Design, Execution and Evaluation of Matrix Acid Stimulation Jobs using Chemical Diversion and Bullheading.
Abstract A successful matrix acid stimulation job depends on various critical factors from the design of the treatment to the actual on - site job execution. Post job evaluation is also essential to learn from any shortcomings for the benefit of planning future jobs. The technical literature on the subject of matrix acid stimulation is very extensive. However, it is extremely difficult to locate material which describes the 'art' of the subject, rather than discussions on the science of separate aspects. This paper presents valuable information to practicing engineers on the salient features to be considered when designing, executing and evaluating a matrix acid stimulation job.
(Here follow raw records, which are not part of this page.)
//! # forecast_rnn
//!
//! `forecast_rnn` is a windowed recurrent forecasting engine for univariate
//! time series. A [`ForecastSession`] owns one model instance built from a
//! [`ModelConfig`] and drives it through training, multi-step prediction,
//! held-out evaluation and disposal. Two fixed architectures are provided:
//! a single-layer GRU (Lightweight) and a stacked LSTM with dropout (Deep).
//!
//! ## Example
//!
//! ```
//! use forecast_rnn::{
//!     ArchitectureVariant, Dataset, ForecastSession, ModelConfig, SilentSink, WindowedSample,
//! };
//!
//! let config = ModelConfig::new(8, 2, ArchitectureVariant::Lightweight)?;
//! let samples: Vec<WindowedSample> = (0..20)
//!     .map(|i| WindowedSample {
//!         window: (0..8).map(|t| ((i + t) as f64 * 0.1).sin()).collect(),
//!         target: (0..2).map(|h| ((i + 8 + h) as f64 * 0.1).sin()).collect(),
//!     })
//!     .collect();
//! let data = Dataset::from_samples(&samples, 8, 2)?;
//!
//! let mut session = ForecastSession::with_seed(config, 7);
//! session.train(Some(&data), 2, &mut SilentSink)?;
//!
//! let (window, _) = data.sample(0);
//! let forecast = session.predict(Some(&window.to_owned()))?;
//! assert_eq!(forecast.len(), 2);
//!
//! session.dispose();
//! # Ok::<(), forecast_rnn::EngineError>(())
//! ```

pub mod config;
pub mod data;
pub mod error;
pub mod metrics;
pub mod models;
pub mod optimizer;
pub mod progress;
pub mod session;
pub mod training;

pub use config::{ArchitectureVariant, CellKind, ModelConfig, OptimizerKind};
pub use data::{Dataset, WindowedSample};
pub use error::{EngineError, Result};
pub use metrics::{EvaluationReport, MetricProvenance};
pub use models::{ParameterArena, RecurrentNet};
pub use progress::{
    EpochRecord, EventLog, ProgressEvent, ProgressSink, SilentSink, TrainingCompleted,
};
pub use session::{ForecastSession, RetainedEvaluation};
pub use training::TrainingOutcome;

/// Library version
pub const VERSION: &str = env!("CARGO_PKG_VERSION");

/// Library name
pub const NAME: &str = env!("CARGO_PKG_NAME");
There has always been much debate on the relative merits of bullheading a matrix acid stimulation treatment with chemical diverters versus the placement of the acid treatment via coiled tubing. The authors agree that the acid design and job execution must be dictated by the particular 'well specific' situation. However, the authors' mega success with the bullheading technique provided the basis for this paper. The engineering techniques leading up to a successful matrix acid stimulation job by bullheading with chemical diverters are revealed from the authors' experience. An actual case example is illustrated together with engineering design techniques for the removal of various types of formation damage.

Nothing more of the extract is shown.